More on partitioning schemes: (details, a religious war?)

It is a good idea to have /home on its own partition, because this is where your user's files will go (including you user). You wouldn't want to download too many mp3's and find yourself with such a full disk that your system can't run.

Also it is good to put /var in it's own partition because this is where all the log files for all the processes in your system go. By limiting /var to it's own partition you know how much space the log files are taking up, and that they can't fill up your whole disk. Some problems create so many logs that /var could fill up your disk (linux tries to inform you of what's going wrong remember -- This is not about calling tech support to order your next $129 upgrade). If you are having problems with a program or with your system /var is where you will do alot of diagnostics.

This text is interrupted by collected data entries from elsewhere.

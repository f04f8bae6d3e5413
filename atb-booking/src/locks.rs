use std::sync::Arc;

use dashmap::DashMap;
use tokio::sync::{Mutex, OwnedMutexGuard};
use uuid::Uuid;

/// One async mutex per flight id. Holders of a flight's guard see its
/// check-capacity-then-write sequence as a single step.
#[derive(Default)]
pub struct FlightLocks {
    locks: DashMap<Uuid, Arc<Mutex<()>>>,
}

impl FlightLocks {
    pub fn new() -> Self {
        Self::default()
    }

    pub async fn acquire(&self, flight_id: Uuid) -> OwnedMutexGuard<()> {
        let lock = self.locks.entry(flight_id).or_default().clone();
        lock.lock_owned().await
    }

    /// Number of flights that have been locked at least once
    pub fn len(&self) -> usize {
        self.locks.len()
    }

    pub fn is_empty(&self) -> bool {
        self.locks.is_empty()
    }
}
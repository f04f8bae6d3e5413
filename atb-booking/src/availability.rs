use std::sync::Arc;

use atb_core::models::{Flight, FlightClass};
use atb_core::repository::BookingRepository;

/// Seat accounting per flight class.
///
/// Remaining seats are recomputed from the live bookings on every call; there are
/// no cached counters to drift from the booking set.
#[derive(Clone)]
pub struct SeatAvailability {
    bookings: Arc<dyn BookingRepository>,
}

impl SeatAvailability {
    pub fn new(bookings: Arc<dyn BookingRepository>) -> Self {
        Self { bookings }
    }

    /// Seats left in `class`, or `None` when the flight does not offer it
    pub async fn remaining_seats(&self, flight: &Flight, class: FlightClass) -> Option<u32> {
        let capacity = flight.class_details(class)?.capacity;
        let booked = self.bookings.get_by_flight_and_class(flight.id, class).await.len();
        let booked = u32::try_from(booked).unwrap_or(u32::MAX);
        Some(capacity.saturating_sub(booked))
    }

    pub async fn is_class_available(&self, flight: &Flight, class: FlightClass) -> bool {
        matches!(self.remaining_seats(flight, class).await, Some(remaining) if remaining > 0)
    }
}
use std::collections::HashMap;
use std::path::PathBuf;
use std::sync::Arc;

use async_trait::async_trait;
use atb_core::models::{Booking, FlightClass};
use atb_core::repository::{BookingRepository, FlightRepository};
use atb_core::search::BookingSearchCriteria;
use atb_core::store::RecordStore;
use atb_core::StorageError;
use tracing::{debug, info};
use uuid::Uuid;

use crate::cache::CachedTable;

/// Bookings file cache. Holds the flight repository to evaluate
/// flight-derived search fields against each booking's flight.
pub struct CsvBookingRepository {
    table: CachedTable<Booking>,
    flights: Arc<dyn FlightRepository>,
}

impl CsvBookingRepository {
    pub async fn open(
        store: Arc<dyn RecordStore<Booking>>,
        path: impl Into<PathBuf>,
        flights: Arc<dyn FlightRepository>,
    ) -> Result<Self, StorageError> {
        let table = CachedTable::load(store, path.into()).await?;
        info!("Loaded {} bookings from {}", table.len().await, table.path().display());
        Ok(Self { table, flights })
    }
}

#[async_trait]
impl BookingRepository for CsvBookingRepository {
    async fn get_all(&self) -> Vec<Booking> {
        self.table.all().await
    }

    async fn get_by_id(&self, id: Uuid) -> Option<Booking> {
        self.table.get(id).await
    }

    async fn add(&self, booking: Booking) -> Result<(), StorageError> {
        self.table
            .mutate(move |records| {
                records.insert(booking.id, booking);
                (true, ())
            })
            .await
    }

    async fn update(&self, booking: Booking) -> Result<bool, StorageError> {
        self.table
            .mutate(move |records| match records.get_mut(&booking.id) {
                Some(existing) => {
                    *existing = booking;
                    (true, true)
                }
                None => (false, false),
            })
            .await
    }

    async fn delete(&self, booking: &Booking) -> Result<bool, StorageError> {
        let id = booking.id;
        self.table
            .mutate(move |records| {
                let removed = records.shift_remove(&id).is_some();
                (removed, removed)
            })
            .await
    }

    async fn get_by_passenger(&self, passenger_id: Uuid) -> Vec<Booking> {
        self.table.filter(|b| b.passenger_id == passenger_id).await
    }

    async fn get_by_flight_and_class(&self, flight_id: Uuid, class: FlightClass) -> Vec<Booking> {
        self.table
            .filter(|b| b.flight_id == flight_id && b.class == class)
            .await
    }

    async fn get_matching_criteria(&self, criteria: Option<&BookingSearchCriteria>) -> Vec<Booking> {
        let Some(criteria) = criteria else {
            return self.table.all().await;
        };

        let matches = if criteria.needs_flight() {
            let flights: HashMap<_, _> = self
                .flights
                .get_all()
                .await
                .into_iter()
                .map(|f| (f.id, f))
                .collect();
            self.table
                .filter(|b| criteria.matches(b, flights.get(&b.flight_id)))
                .await
        } else {
            self.table.filter(|b| criteria.matches(b, None)).await
        };

        debug!("{} bookings match the search criteria", matches.len());
        matches
    }
}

/tmp is where your system writes some dynamic runtime information. Some programs will put working files in /tmp, or download to /tmp, beware though /tmp does get wiped clean when you reboot, so this is not the place to put files you want to keep. I have used /tmp to make images of a disk when I am burning cd-roms so you might want to be sure to make /tmp larger than 650M.

You may also want to make /usr , /usr/local or /opt on their own partitions as these are where all the downloaded programs tend to go and can start to fill up alot of space.

There is no one way to partition. You probably will have to have partitioned a few systems to get a good idea how you prefer. Also as Ruben described in class you can be suprised by a new distribution which has so many new programs, and might require a new partitioning scheme.